We've a table that contains an Id, and on the same row, a reference to another Id in the same table. The Id record was infected by the referenced Id record. The referenced Id itself may or may not have a reference to another Id, it may not exist, or it may become a circular reference (linking back upon itself). Put into pandas, the problem looks a bit like this:
import pandas as pd
import numpy as np
# example data frame
inp = [{'Id': 1, 'refId': np.nan},
{'Id': 2, 'refId': 1},
{'Id': 3, 'refId': 2},
{'Id': 4, 'refId': 3},
{'Id': 5, 'refId': np.nan},
{'Id': 6, 'refId': 7},
{'Id': 7, 'refId': 20},
{'Id': 8, 'refId': 9},
{'Id': 9, 'refId': 8},
{'Id': 10, 'refId': 8}
]
df = pd.DataFrame(inp)
print(df.dtypes)
What I am trying to do is count of how far back the references go for each row in the table. The logic would:
Results from example should look like:
Id RefId Result
1 - 0
2 1 1
3 2 2
4 3 3
5 - 0
6 7 2
7 20 1
8 9 1
9 8 1
10 8 2
Every approach I've tried ends up needed a new column for each reference to a reference, but the table is quite enourmous, and I'm not sure how long the daisy-chain of internal table references will ultimately be. I'm hoping there might be a better way, that isn't too difficult for me to learn.
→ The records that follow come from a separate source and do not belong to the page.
//! The action applier: diffs desired state against observed state,
//! batches identical RPC calls, and records an [`AutomationActivity`] for
//! every action attempted.
//!
//! Cross-seed/hardlink group expansion for delete and move is the caller's
//! responsibility (the scheduler, which holds the indices): by the time a
//! [`TorrentDesiredState`] reaches this crate, any propagation to peer
//! hashes has already been materialized as additional entries in the
//! `desired` map. This keeps the applier free of an `seedkeeper-indices`
//! dependency — its job is purely diff, batch, debounce, and report.

use std::collections::HashMap;
use std::sync::Arc;
use std::time::Instant;

use chrono::Utc;
use seedkeeper_client::{DeleteApiMode, TorrentClient};
use seedkeeper_core::desired_state::TagDecision;
use seedkeeper_core::path::is_content_path_ambiguous;
use seedkeeper_core::rule::DeleteMode;
use seedkeeper_core::{ActionKind, ActivityOutcome, AutomationActivity, Torrent, TorrentDesiredState};
use seedkeeper_events::{Event, EventBus};
use seedkeeper_store::ActivityRunStore;
use seedkeeper_telemetry::Metrics;
use tracing::warn;
use uuid::Uuid;

use crate::batch::batches;
use crate::debounce::Debouncer;
use crate::external::{ExternalProgramRunner, PendingExternalProgram};

/// One torrent eligible for this cycle's apply pass: debounce already
/// checked, its observed snapshot already joined in.
type ActiveEntry<'a> = (&'a str, &'a TorrentDesiredState, &'a Torrent);

/// Tunables the scheduler threads in from `seedkeeper-config`.
#[derive(Debug, Clone, Copy)]
pub struct ApplyConfig {
    /// Maximum hashes per client RPC call.
    pub batch_size: usize,
    /// Per-hash cooldown after an action is applied.
    pub debounce_window: std::time::Duration,
    /// When true, no client RPCs are issued; only aggregated dry-run
    /// activities are produced.
    pub dry_run: bool,
}

/// Applies a cycle's accumulated desired state to a torrent client.
pub struct Applier {
    client: Arc<dyn TorrentClient>,
    store: Arc<ActivityRunStore>,
    metrics: Option<Metrics>,
    events: Option<EventBus>,
    debouncer: Debouncer,
    config: ApplyConfig,
}
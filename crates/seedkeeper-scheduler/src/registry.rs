//! Multi-instance worker registry: the API and app-bootstrap layers talk
//! to this, never to an individual [`InstanceWorker`] directly.

use std::collections::HashMap;
use std::sync::Arc;

use tokio::sync::{oneshot, Mutex, RwLock};
use tracing::info;

use seedkeeper_config::CoreConfig;

use crate::cycle::{CycleDeps, CycleReport};
use crate::error::SchedulerError;
use crate::instance::{spawn_instance_worker, Command, InstanceWorker};

struct Entry {
    worker: InstanceWorker,
    config: Arc<RwLock<CoreConfig>>,
    deps: CycleDeps,
}

/// Owns one background worker per instance, keyed by instance id.
#[derive(Default)]
pub struct SchedulerRegistry {
    entries: Mutex<HashMap<String, Entry>>,
}

impl SchedulerRegistry {
    /// Construct an empty registry.
    #[must_use]
    pub fn new() -> Self {
        Self::default()
    }

    /// Start (or restart) a worker for `instance`. A worker already
    /// running for this instance is stopped first.
    pub async fn start(&self, instance: String, deps: CycleDeps, config: CoreConfig) {
        let config = Arc::new(RwLock::new(config));
        let worker = spawn_instance_worker(instance.clone(), deps.clone(), Arc::clone(&config));
        let mut entries = self.entries.lock().await;
        if let Some(previous) = entries.insert(instance.clone(), Entry { worker, config, deps }) {
            previous.worker.handle.abort();
        }
        info!(instance = %instance, "scheduler worker started");
    }

    /// Return a clone of `instance`'s collaborators, for callers (the API's
    /// preview handler) that need to run work against the same
    /// collaborators a scheduled cycle would use, outside the worker.
    pub async fn deps(&self, instance: &str) -> Option<CycleDeps> {
        self.entries.lock().await.get(instance).map(|entry| entry.deps.clone())
    }

    /// Stop `instance`'s worker, if one is running.
    pub async fn stop(&self, instance: &str) {
        if let Some(entry) = self.entries.lock().await.remove(instance) {
            drop(entry.worker.commands);
            entry.worker.handle.abort();
        }
    }

    /// Hot-swap `instance`'s config. Takes effect on the worker's next
    /// loop iteration, no restart required.
    ///
    /// # Errors
    ///
    /// Returns `false` if no worker is running for `instance`.
    pub async fn update_config(&self, instance: &str, config: CoreConfig) -> bool {
        let entries = self.entries.lock().await;
        let Some(entry) = entries.get(instance) else {
            return false;
        };
        *entry.config.write().await = config;
        true
    }

    /// Trigger an immediate, out-of-schedule cycle for `instance` and
    /// await its result.
    ///
    /// # Errors
    ///
    /// Returns [`SchedulerError::RuleStoreUnavailable`] or
    /// [`SchedulerError::SnapshotUnavailable`] if the cycle itself fails.
    /// Returns the same variants (wrapping a channel-closed detail) if the
    /// worker is not running or drops the request before responding.
    pub async fn apply_now(&self, instance: &str) -> Result<CycleReport, SchedulerError> {
        let sender = {
            let entries = self.entries.lock().await;
            let Some(entry) = entries.get(instance) else {
                return Err(SchedulerError::SnapshotUnavailable {
                    instance: instance.to_string(),
                    reason: "no worker running for this instance".to_string(),
                });
            };
            entry.worker.commands.clone()
        };
        let (reply, rx) = oneshot::channel();
        sender
            .send(Command::ApplyNow { reply })
            .await
            .map_err(|_| SchedulerError::SnapshotUnavailable {
                instance: instance.to_string(),
                reason: "worker command channel closed".to_string(),
            })?;
        rx.await.map_err(|_| SchedulerError::SnapshotUnavailable {
            instance: instance.to_string(),
            reason: "worker dropped the apply-now request".to_string(),
        })?
    }
}
#![forbid(unsafe_code)]
#![deny(
    warnings,
    dead_code,
    unused,
    unused_imports,
    unused_must_use,
    unreachable_pub,
    clippy::all,
    clippy::pedantic,
    clippy::cargo,
    clippy::nursery,
    rustdoc::broken_intra_doc_links,
    rustdoc::bare_urls,
    missing_docs
)]
#![allow(clippy::module_name_repetitions, clippy::multiple_crate_versions)]

//! Domain model for the rule-automation core: torrents, rules, the
//! recursive condition tree, the per-cycle evaluation context and the
//! desired-state record the rule processor builds up.
//!
//! # Modules
//! - [`model`]: observed torrent fields.
//! - [`matcher`]: tracker/domain pattern matching.
//! - [`path`]: path normalization and cross-seed keying.
//! - [`condition`]: the recursive `RuleCondition` tree and its fields/operators.
//! - [`rule`]: `Rule`, `ActionConditions` and the per-action sub-records.
//! - [`context`]: `FreeSpaceProjection` and `EvalClock`, the index-independent
//!   slice of per-cycle shared evaluation state.
//! - [`desired_state`]: `TorrentDesiredState`, the folded per-torrent outcome.
//! - [`activity`]: `AutomationActivity`, the persisted record of an applied action.
//! - [`error`]: crate error type.

pub mod activity;
pub mod condition;
pub mod context;
pub mod desired_state;
pub mod error;
pub mod matcher;
pub mod model;
pub mod path;
pub mod rule;

pub use activity::{ActionKind, ActivityOutcome, AutomationActivity};
pub use condition::{ConditionField, ConditionOperator, RuleCondition};
pub use context::{EvalClock, FreeSpaceProjection};
pub use desired_state::TorrentDesiredState;
pub use error::CoreError;
pub use model::{Torrent, TorrentStateKind};
pub use rule::{ActionConditions, Rule};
This is a graph problem, so you can use networkx
.
Convert your dataframe to directed graph:
import networkx as nx
G = nx.from_pandas_edgelist(df.fillna(-1).astype(int),
source='Id', target='refId', # source -> target
create_using=nx.DiGraph() # directed graph
)
# removing the NaN (replaced by "-1" for enabling indexing)
G.remove_node(-1)
This give this graph:
Then simply count the children:
nodes = {n: len(nx.descendants(G,n)) for n in G.nodes}
df['Result'] = df['Id'].map(lambda x: nodes.get(x, 0))
output:
Id refId Result
0 1 NaN 0
1 2 1.0 1
2 3 2.0 2
3 4 3.0 3
4 5 NaN 0
5 6 7.0 2
6 7 20.0 1
7 8 9.0 1
8 9 8.0 1
9 10 8.0 2
NB. the result is a bit different, so maybe I did not fully grasp your logic, but this gives you the general idea. Please elaborate on the logic.